Court of Chancery of Delaware, New Castle

December 22, 2017

Aloha Power Company, LLC
v.
Regenesis Power, LLC

          Date Submitted: September 29, 2017

         Dear Counsel:

         This post-trial Letter Opinion resolves the plaintiff's action to compel inspection or production of certain books and records. For the reasons that follow, the plaintiff is entitled to some, but not all, of the books and records it demands.

         I. BACKGROUND

         The facts stated herein reflect my findings based on the parties' stipulations, forty-two documentary exhibits, and the testimony of one live witness during trial on August 3, 2017. I grant the evidence the weight and credibility that I find it deserves.[1]

         Plaintiff Aloha Power Company, LLC ("Aloha") is a Delaware limited liability company founded in May 2006 by Dennis Marini.[2] Defendant Regenesis Power, LLC ("Regenesis" or the "Company") is a Delaware limited liability company founded in May 2006.[3] Aloha is a member of the Company.[4]

         Aloha seeks inspection of the Company's books and records under the Company's operating agreement (the "Operating Agreement")[5] and 6 Del. C. § 18-305 of the Delaware Limited Liability Company Act.[6] On September 24, 2015 and December 7, 2015, Aloha sent letters to Regenesis demanding inspection of the Company's books and records. On October 7, 2016, Aloha filed its Verified Amended Complaint for Inspection of Books and Records (the "Complaint").

         II. ANALYSIS

         Aloha seeks a host of books and records under the Operating Agreement.[7]
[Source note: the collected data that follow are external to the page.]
//! 双方向循環リストの走査

use crate::errors::Corruption;
use crate::probe::{Halt, Probe};
use crate::record::Records;
use rtscope_target::{SessionError, TargetSession};
use tracing::{trace, warn};

/// カーネルの双方向循環リスト
///
/// 各ノードで前方リンクと後方リンクを1回ずつ評価し、
/// 後方リンクが直前のノードを指していることを確認しながら進む。
pub(crate) trait CircularList {
    type Record;
    type Error: From<SessionError> + From<Corruption>;

    /// 前方リンクのメンバー名
    const FORWARD: &'static str;
    /// 後方リンクのメンバー名
    const BACKWARD: &'static str;

    /// リストのヘッドのアドレスを求める式
    fn head_expr(&self) -> String;

    /// ヘッドが解決できなかったときのエラー
    fn head_missing(&self, source: SessionError) -> Self::Error;

    /// ノードのリンクメンバーを読む式
    fn link_expr(&self, node: u64, link: &str) -> String;

    /// 前方リンクが評価できなかったときのエラー
    fn forward_missing(&self, source: SessionError) -> Self::Error {
        Self::Error::from(source)
    }

    /// ノードのフィールドを読み取る
    fn decode<S: TargetSession + ?Sized>(
        &self,
        probe: &mut Probe<'_, S>,
        node: u64,
    ) -> Result<Self::Record, Halt<Self::Error>>;
}

/// ヘッドの次のノードから前方へ走査し、ヘッドに戻ったら終了する
pub(crate) fn walk<L, S>(
    list: &L,
    probe: &mut Probe<'_, S>,
) -> Result<Records<u64, L::Record>, Halt<L::Error>>
where
    L: CircularList,
    S: TargetSession + ?Sized,
{
    let head = probe
        .value(&list.head_expr())
        .map_err(|h| h.map(|source| list.head_missing(source)))?;
    trace!(head = format_args!("{:#x}", head), "List head resolved");

    let mut records = Records::new();
    let mut previous = head;

    loop {
        let current = probe
            .value(&list.link_expr(previous, L::FORWARD))
            .map_err(|h| h.map(|source| list.forward_missing(source)))?;
        if current == 0 {
            return Err(corrupt(Corruption::NullLink {
                node: previous,
                link: L::FORWARD,
            }));
        }

        let back = probe
            .value(&list.link_expr(current, L::BACKWARD))
            .map_err(|h| h.widen::<L::Error>())?;
        if back == 0 {
            return Err(corrupt(Corruption::NullLink {
                node: current,
                link: L::BACKWARD,
            }));
        }
        if back != previous {
            return Err(corrupt(Corruption::LinkMismatch {
                node: current,
                expected: previous,
                found: back,
            }));
        }

        if current == head {
            break;
        }

        let record = list.decode(probe, current)?;
        trace!(node = format_args!("{:#x}", current), "Node decoded");
        records.insert(current, record);
        previous = current;
    }

    Ok(records)
}

fn corrupt<E: From<Corruption>>(corruption: Corruption) -> Halt<E> {
    warn!("List integrity check failed: {}", corruption);
    Halt::Failed(E::from(corruption))
}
         The Operating Agreement requires the Company to produce and send certain books and records to members without the need for any demand, while other documents under the Operating Agreement require members to show a proper purpose for inspection. I address these two categories separately.

         A. Books and Records that Require No Demand for Inspection

         Aloha seeks to inspect certain books and records that require no demand for inspection under four provisions of the Operating Agreement. First, Aloha seeks copies of the Company's balance sheet, income statement, and statement of changes in financial position from 2011 to 2017. Section 8.3.1 of the Operating Agreement provides:

The Governing Members shall cause the Company to cause financial statements prepared in accordance with generally accepted accounting principles to be sent to each of the Members not later than ninety (90) days (or such other period as the Governing Members shall select) after the close of the Fiscal Year. The report shall contain a balance sheet as of the end of the Fiscal Year and an income statement and statement of changes in financial position for the Fiscal Year. Such financial statements shall be accompanied by the report thereon, of the independent accountants engaged by the Company.[8]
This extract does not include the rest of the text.